Every line from the beginning of the records below up to the one holding "Shaped like the" should be quoted exactly; leave out the rest.

○ ○ ○

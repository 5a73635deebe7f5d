//! Ties frequency counting, tree construction, header framing and the bit
//! packer/unpacker together into the public `compress`/`expand` entry
//! points.
//!
//! Shaped like the teacher's `td0.rs`/`lib.rs`: generic over `Read + Seek`
//! / `Write + Seek`, with `compress_slice`/`expand_slice` convenience
//! wrappers for in-memory buffers. Per `spec.md`'s Non-goals ("no
//! streaming ... whole-file operation with seeks back to offset 0"), both
//! entry points read their whole input into memory up front rather than
//! streaming it.

use std::io::{Read, Seek, SeekFrom, Write};

use crate::bitio::{BitReader, BitWriter};
use crate::container::{self, DATA_MAGIC};
use crate::sort;
use crate::symbols::SymbolTable;
use crate::tree::{self, CodeEntry};
use crate::{Error, Options};

/// Compress `source` into `destination`, returning `(original_len,
/// compressed_len)`. See `spec.md` §2/§4 for the pipeline this runs.
pub fn compress<R, W>(source: &mut R, destination: &mut W, options: &Options) -> Result<(u64, u64), Error>
where
    R: Read + Seek,
    W: Write + Seek,
{
    source.seek(SeekFrom::Start(options.in_offset)).map_err(|_| Error::FileFormatMismatch)?;
    let mut data = Vec::new();
    source.read_to_end(&mut data).map_err(|_| Error::FileFormatMismatch)?;

    let compressed = compress_slice(&data, options)?;

    destination.seek(SeekFrom::Start(options.out_offset)).map_err(|_| Error::FileFormatMismatch)?;
    destination.write_all(&compressed).map_err(|_| Error::FileFormatMismatch)?;

    Ok((data.len() as u64, compressed.len() as u64))
}

/// Expand `source` into `destination`, returning `(compressed_len,
/// expanded_len)`.
pub fn expand<R, W>(source: &mut R, destination: &mut W) -> Result<(u64, u64), Error>
where
    R: Read + Seek,
    W: Write + Seek,
{
    source.seek(SeekFrom::Start(0)).map_err(|_| Error::FileFormatMismatch)?;
    let mut data = Vec::new();
    source.read_to_end(&mut data).map_err(|_| Error::FileFormatMismatch)?;

    let expanded = expand_slice(&data)?;

    destination.seek(SeekFrom::Start(0)).map_err(|_| Error::FileFormatMismatch)?;
    destination.write_all(&expanded).map_err(|_| Error::FileFormatMismatch)?;

    Ok((data.len() as u64, expanded.len() as u64))
}

/// Build the per-byte `(length, code)` lookup used by the payload
/// encoder; `None` for bytes absent from the input.
fn code_lookup(entries: &[CodeEntry]) -> [Option<(u8, u64)>; 256] {
    let mut table: [Option<(u8, u64)>; 256] = [None; 256];
    for e in entries {
        table[e.symbol as usize] = Some((e.length, e.code));
    }
    table
}

/// Compress an in-memory buffer into an in-memory container.
pub fn compress_slice(data: &[u8], options: &Options) -> Result<Vec<u8>, Error> {
    log::debug!("building the symbol table from {} bytes", data.len());
    let table = SymbolTable::from_bytes(data);
    if table.count == 0 {
        return Err(Error::EmptyInput);
    }
    log::debug!("{} distinct symbols present", table.count);

    let entries = if table.count == 1 {
        let only = table.populated().next().unwrap();
        vec![tree::single_symbol_code(only.character)]
    } else {
        let mut leaves: Vec<_> = table.populated().copied().collect();
        sort::ascending_by_occurrence(&mut leaves);
        let built = tree::build(&leaves)?;
        tree::assign_codes(&built)
    };

    let weighted_bits: u64 = entries
        .iter()
        .map(|e| table.symbols[e.symbol as usize].occurrences * e.length as u64)
        .sum();
    let predicted = container::header_length(&entries) as u64 + 3 + weighted_bits.div_ceil(8);
    if !options.force && predicted >= data.len() as u64 {
        log::debug!("predicted compressed size {predicted} >= original {}", data.len());
        return Err(Error::NegativeCompression { original: data.len() as u64, predicted });
    }

    let digest = md5::compute(data);
    let mut out = Vec::new();
    container::write_header(&mut out, data.len() as u64, &digest, &entries);
    out.extend_from_slice(DATA_MAGIC);

    let lookup = code_lookup(&entries);
    let mut writer = BitWriter::new();
    for &b in data {
        let (length, code) = lookup[b as usize].expect("every input byte has a code");
        writer.push(length, code);
    }
    writer.finish();
    out.extend_from_slice(&writer.into_bytes());

    log::debug!("compressed {} bytes into {} bytes", data.len(), out.len());
    Ok(out)
}

/// Expand an in-memory container into an in-memory buffer.
pub fn expand_slice(data: &[u8]) -> Result<Vec<u8>, Error> {
    let (header, data_offset) = container::read_header(data)?;
    if data.len() < data_offset + 3 || &data[data_offset..data_offset + 3] != DATA_MAGIC {
        return Err(Error::FileFormatMismatch);
    }
    let payload = &data[data_offset + 3..];

    let decode_tree = tree::reconstruct(&header.entries)?;
    let mut out = Vec::with_capacity(header.original_size as usize);

    if decode_tree.arena.len() == 1 {
        // single-symbol degenerate case: one bit per occurrence, and
        // every bit (0 or 1) maps to the same symbol.
        let character = decode_tree.arena[0].symbol.unwrap();
        out.resize(header.original_size as usize, character);
    } else {
        let mut reader = BitReader::new(payload);
        let mut branch = decode_tree.root;
        while (out.len() as u64) < header.original_size {
            let bit = reader
                .next_bit()
                .ok_or(Error::FileFormatMismatch)?;
            let node = &decode_tree.arena[branch as usize];
            branch = if bit { node.right.unwrap() } else { node.left.unwrap() };
            let node = &decode_tree.arena[branch as usize];
            if let Some(character) = node.symbol {
                out.push(character);
                branch = decode_tree.root;
            }
        }
    }

    let actual = container::digest_hex(&out);
    if actual != header.digest_hex {
        return Err(Error::DigestMismatch { expected: header.digest_hex, actual });
    }

    Ok(out)
}

#[cfg(test)]
mod tests {
    use super::*;
    use crate::STD_OPTIONS;

    fn round_trip(data: &[u8]) {
        let compressed = compress_slice(data, &STD_OPTIONS).expect("compress");
        let expanded = expand_slice(&compressed).expect("expand");
        assert_eq!(expanded, data);
    }

    #[test]
    fn single_byte_a() {
        let compressed = compress_slice(b"A", &STD_OPTIONS).unwrap();
        let (header, offset) = container::read_header(&compressed).unwrap();
        assert_eq!(header.entries.len(), 1);
        assert_eq!(header.entries[0].length, 1);
        assert_eq!(header.entries[0].code, 0);
        let _ = offset;
        round_trip(b"A");
    }

    #[test]
    fn two_symbols_ab() {
        round_trip(b"AB");
    }

    #[test]
    fn aaaaab() {
        round_trip(b"aaaaab");
    }

    #[test]
    fn mississippi() {
        let data = b"mississippi";
        let compressed = compress_slice(data, &STD_OPTIONS).unwrap();
        let (header, _) = container::read_header(&compressed).unwrap();
        assert_eq!(header.original_size, 11);
        assert_eq!(header.entries.len(), 4);
        round_trip(data);
    }

    #[test]
    fn all_256_byte_values() {
        let data: Vec<u8> = (0..=255u8).collect();
        round_trip(&data);
    }

    #[test]
    fn empty_input_is_rejected() {
        let err = compress_slice(b"", &STD_OPTIONS).unwrap_err();
        assert!(matches!(err, Error::EmptyInput));
    }

    #[test]
    fn negative_compression_is_rejected_without_force() {
        // a single repeated byte compresses to far less than the
        // original only once the input is large enough to amortize the
        // header; a short input's header overhead dominates.
        let err = compress_slice(b"A", &STD_OPTIONS).unwrap_err();
        assert!(matches!(err, Error::NegativeCompression { .. }));
    }

    #[test]
    fn negative_compression_bypassed_with_force() {
        let forced = Options { force: true, ..STD_OPTIONS };
        let compressed = compress_slice(b"A", &forced).unwrap();
        assert_eq!(expand_slice(&compressed).unwrap(), b"A");
    }

    #[test]
    fn digest_mismatch_is_detected() {
        let compressed = compress_slice(b"hello world", &STD_OPTIONS).unwrap();
        let mut corrupted = compressed.clone();
        *corrupted.last_mut().unwrap() ^= 0xFF;
        match expand_slice(&corrupted) {
            Err(Error::DigestMismatch { .. }) => {}
            other => panic!("expected digest mismatch, got {other:?}"),
        }
    }

    #[test]
    fn rejects_bad_file_magic() {
        let err = expand_slice(b"not an egz file at all").unwrap_err();
        assert!(matches!(err, Error::FileFormatMismatch));
    }

    #[test]
    fn round_trips_through_read_seek_write_seek_api() {
        use std::io::Cursor;
        let data = b"I am Sam. Sam I am. I do not like this Sam I am.\n";
        let mut src = Cursor::new(data.to_vec());
        let mut compressed_buf: Cursor<Vec<u8>> = Cursor::new(Vec::new());
        let (in_size, out_size) = compress(&mut src, &mut compressed_buf, &STD_OPTIONS).unwrap();
        assert_eq!(in_size, data.len() as u64);
        assert!(out_size > 0);

        let mut compressed_src = Cursor::new(compressed_buf.into_inner());
        let mut expanded_buf: Cursor<Vec<u8>> = Cursor::new(Vec::new());
        expand(&mut compressed_src, &mut expanded_buf).unwrap();
        assert_eq!(expanded_buf.into_inner(), data.to_vec());
    }
}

○ ○ ○

## Result below:
repository 5a73635deebe7f5d
//! Ties frequency counting, tree construction, header framing and the bit
//! packer/unpacker together into the public `compress`/`expand` entry
//! points.
//!
//! Shaped like the teacher's `td0.rs`/`lib.rs`: generic over `Read + Seek`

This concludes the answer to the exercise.